L’allenatore è il centro di
unità e di coesione per il gruppo, deve
saper essere un modello per gli
atleti e riuscire a creare uno stato d’animo sereno all’interno del team. Come
dicevamo nell’articolo precedente si occupa di definire il programma da seguire e di permetterne la sua attuazione, e, infine,
rappresenta la squadra tenendo sotto
controllo le relazioni interpersonali fra i vari atleti. In una parola, deve
essere un leader.
All’interno di un gruppo, il
leader è quella persona che è in grado di influenzare
positivamente gli altri in modo da aumentare la loro volontà ad impegnarsi per
la realizzazione di obiettivi comuni.
Perché questo processo di influenza sia realmente efficace, il leader deve
essere prima di tutto riconosciuto come
tale dagli altri. Quindi la leadership
non dovrebbe essere imposta dall’alto, ma è una caratteristica che nasce e si
sviluppa all’interno di un gruppo, in base alle caratteristiche del gruppo
stesso.
Alcuni autori hanno analizzato
i processi cognitivi e affettivi che intercorrono tra il comportamento dell’allenatore e la reazione dell’atleta.
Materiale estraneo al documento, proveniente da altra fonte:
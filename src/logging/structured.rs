//! Structured logging setup using tracing
//!
//! Human-readable output goes to stderr. When local file logging is enabled
//! a second JSON layer writes to a rotating file under `local_path`.

use crate::config::LoggingConfig;
use crate::domain::{AirSyncError, Result};
use tracing::Level;
use tracing_appender::non_blocking::WorkerGuard;
use tracing_appender::rolling::{RollingFileAppender, Rotation};
use tracing_subscriber::fmt::format::FmtSpan;
use tracing_subscriber::layer::SubscriberExt;
use tracing_subscriber::util::SubscriberInitExt;
use tracing_subscriber::{EnvFilter, Layer};

/// Keeps the non-blocking file writer alive; logs are flushed when dropped
pub struct LoggingGuard {
    _file_guard: Option<WorkerGuard>,
}

/// Initialize the logging system
///
/// `RUST_LOG` takes precedence over `log_level_str` when set.
///
/// # Errors
///
/// Returns a configuration error for an unknown level or an uncreatable
/// log directory.
///
/// # Example
///
/// ```no_run
/// use airsync::logging::init_logging;
/// use airsync::config::LoggingConfig;
///
/// let config = LoggingConfig::default();
/// let _guard = init_logging("info", &config).expect("Failed to initialize logging");
/// ```
pub fn init_logging(log_level_str: &str, config: &LoggingConfig) -> Result<LoggingGuard> {
    let log_level = parse_log_level(log_level_str)?;

    let env_filter = EnvFilter::try_from_default_env()
        .unwrap_or_else(|_| EnvFilter::new(format!("airsync={log_level}")));

    let mut layers = Vec::new();

    let console_layer = tracing_subscriber::fmt::layer()
        .with_target(true)
        .with_writer(std::io::stderr)
        .with_filter(env_filter.clone());
    layers.push(console_layer.boxed());

    let file_guard = if config.local_enabled {
        std::fs::create_dir_all(&config.local_path).map_err(|e| {
            AirSyncError::Configuration(format!(
                "Failed to create log directory {}: {}",
                config.local_path, e
            ))
        })?;

        let file_appender = RollingFileAppender::new(
            rotation_for(&config.local_rotation),
            &config.local_path,
            "airsync.log",
        );
        let (non_blocking, guard) = tracing_appender::non_blocking(file_appender);

        let file_layer = tracing_subscriber::fmt::layer()
            .json()
            .with_target(true)
            .with_thread_ids(true)
            .with_span_events(FmtSpan::CLOSE)
            .with_writer(non_blocking)
            .with_filter(env_filter);

        layers.push(file_layer.boxed());
        Some(guard)
    } else {
        None
    };

    tracing_subscriber::registry().with(layers).try_init().map_err(|e| {
        AirSyncError::Configuration(format!("Failed to install log subscriber: {e}"))
    })?;

    tracing::debug!(
        level = %log_level,
        local_enabled = config.local_enabled,
        local_path = %config.local_path,
        "Logging initialized"
    );

    Ok(LoggingGuard {
        _file_guard: file_guard,
    })
}

fn rotation_for(name: &str) -> Rotation {
    match name {
        "hourly" => Rotation::HOURLY,
        "never" => Rotation::NEVER,
        _ => Rotation::DAILY,
    }
}

/// Parse log level from string
pub fn parse_log_level(level_str: &str) -> Result<Level> {
    match level_str.to_lowercase().as_str() {
        "trace" => Ok(Level::TRACE),
        "debug" => Ok(Level::DEBUG),
        "info" => Ok(Level::INFO),
        "warn" => Ok(Level::WARN),
        "error" => Ok(Level::ERROR),
        _ => Err(AirSyncError::Configuration(format!(
            "Invalid log level: {level_str}. Must be one of: trace, debug, info, warn, error"
        ))),
    }
}

#[cfg(test)]
mod tests {
    use super::*;
    use test_case::test_case;

    #[test_case("trace", Level::TRACE)]
    #[test_case("debug", Level::DEBUG)]
    #[test_case("INFO", Level::INFO)]
    #[test_case("Warn", Level::WARN)]
    #[test_case("error", Level::ERROR)]
    fn test_parse_log_level_valid(input: &str, expected: Level) {
        assert_eq!(parse_log_level(input).unwrap(), expected);
    }

    #[test]
    fn test_parse_log_level_invalid() {
        assert!(parse_log_level("verbose").is_err());
        assert!(parse_log_level("").is_err());
    }

    #[test]
    fn test_rotation_mapping() {
        assert_eq!(rotation_for("hourly"), Rotation::HOURLY);
        assert_eq!(rotation_for("never"), Rotation::NEVER);
        assert_eq!(rotation_for("daily"), Rotation::DAILY);
    }
}
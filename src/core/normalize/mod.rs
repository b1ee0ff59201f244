//! Raw record normalization
//!
//! Turns source JSON into canonical records. Normalization never fails: a
//! record that cannot be interpreted becomes [`NormalizeOutcome::Skip`] with a
//! [`SkipReason`], and the caller counts and logs it.

pub mod location;
pub mod measurement;

pub use location::{normalize_location, LocationRecord};
pub use measurement::{normalize_measurement, MeasurementRecord};

use crate::domain::SiteCode;
use chrono::{DateTime, NaiveDateTime, Utc};
use serde_json::{Map, Value};
use std::collections::HashSet;
use std::fmt;

/// Result of normalizing one raw record
#[derive(Debug, Clone, PartialEq)]
pub enum NormalizeOutcome<T> {
    Record(T),
    Skip(SkipReason),
}

impl<T> NormalizeOutcome<T> {
    pub fn record(self) -> Option<T> {
        match self {
            NormalizeOutcome::Record(record) => Some(record),
            NormalizeOutcome::Skip(_) => None,
        }
    }

    pub fn skip_reason(&self) -> Option<SkipReason> {
        match self {
            NormalizeOutcome::Record(_) => None,
            NormalizeOutcome::Skip(reason) => Some(*reason),
        }
    }
}

/// Why a record was skipped
#[derive(Debug, Clone, Copy, PartialEq, Eq, Hash, PartialOrd, Ord)]
pub enum SkipReason {
    NotAnObject,
    MissingSiteId,
    UnknownSite,
    MissingPollutant,
    MissingValue,
    InvalidValue,
    MissingTimestamp,
    InvalidTimestamp,
}

impl SkipReason {
    /// Stable snake_case code used in logs and summaries
    pub fn code(&self) -> &'static str {
        match self {
            SkipReason::NotAnObject => "not_an_object",
            SkipReason::MissingSiteId => "missing_site_id",
            SkipReason::UnknownSite => "unknown_site",
            SkipReason::MissingPollutant => "missing_pollutant",
            SkipReason::MissingValue => "missing_value",
            SkipReason::InvalidValue => "invalid_value",
            SkipReason::MissingTimestamp => "missing_timestamp",
            SkipReason::InvalidTimestamp => "invalid_timestamp",
        }
    }
}

impl fmt::Display for SkipReason {
    fn fmt(&self, f: &mut fmt::Formatter<'_>) -> fmt::Result {
        f.write_str(self.code())
    }
}

/// Site codes known to the store or seen during this run
#[derive(Debug, Clone, Default)]
pub struct SiteIndex {
    codes: HashSet<SiteCode>,
}

impl SiteIndex {
    pub fn new() -> Self {
        Self::default()
    }

    pub fn insert(&mut self, code: SiteCode) -> bool {
        self.codes.insert(code)
    }

    pub fn contains(&self, code: &SiteCode) -> bool {
        self.codes.contains(code)
    }

    pub fn len(&self) -> usize {
        self.codes.len()
    }

    pub fn is_empty(&self) -> bool {
        self.codes.is_empty()
    }
}

impl FromIterator<SiteCode> for SiteIndex {
    fn from_iter<I: IntoIterator<Item = SiteCode>>(iter: I) -> Self {
        Self {
            codes: iter.into_iter().collect(),
        }
    }
}

/// Identifier that the source may send as a number or a string
fn id_value(value: Option<&Value>) -> Option<String> {
    match value? {
        Value::String(s) if !s.trim().is_empty() => Some(s.trim().to_string()),
        Value::Number(n) => Some(n.to_string()),
        _ => None,
    }
}

/// First non-blank string among `keys`
fn first_str<'a>(obj: &'a Map<String, Value>, keys: &[&str]) -> Option<&'a str> {
    keys.iter()
        .filter_map(|key| obj.get(*key).and_then(Value::as_str))
        .map(str::trim)
        .find(|s| !s.is_empty())
}

/// Parses RFC 3339, or a naive `YYYY-MM-DDTHH:MM:SS[.f]` taken as UTC
fn parse_timestamp(raw: &str) -> Option<DateTime<Utc>> {
    let raw = raw.trim();
    if let Ok(ts) = DateTime::parse_from_rfc3339(raw) {
        return Some(ts.with_timezone(&Utc));
    }
    ["%Y-%m-%dT%H:%M:%S%.f", "%Y-%m-%d %H:%M:%S%.f"]
        .iter()
        .find_map(|fmt| NaiveDateTime::parse_from_str(raw, fmt).ok())
        .map(|naive| naive.and_utc())
}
I consigli che derivano da tali studi sono
quelli di focalizzarsi sul divertimento
e sul rinforzo, sull’incoraggiamento
nel momento dell’errore e su istruzioni tecniche e correttive; ritengono
inoltre importante gestire in maniera appropriata le punizioni e i comportamenti rigidi.
Essi sostengono che queste
piccole attenzioni nel comportamento dell’allenatore portano a risultati positivi nella relazione,
quali la riduzione della distanza fra allenatore e atleti, e ad una percezione più positiva del coach.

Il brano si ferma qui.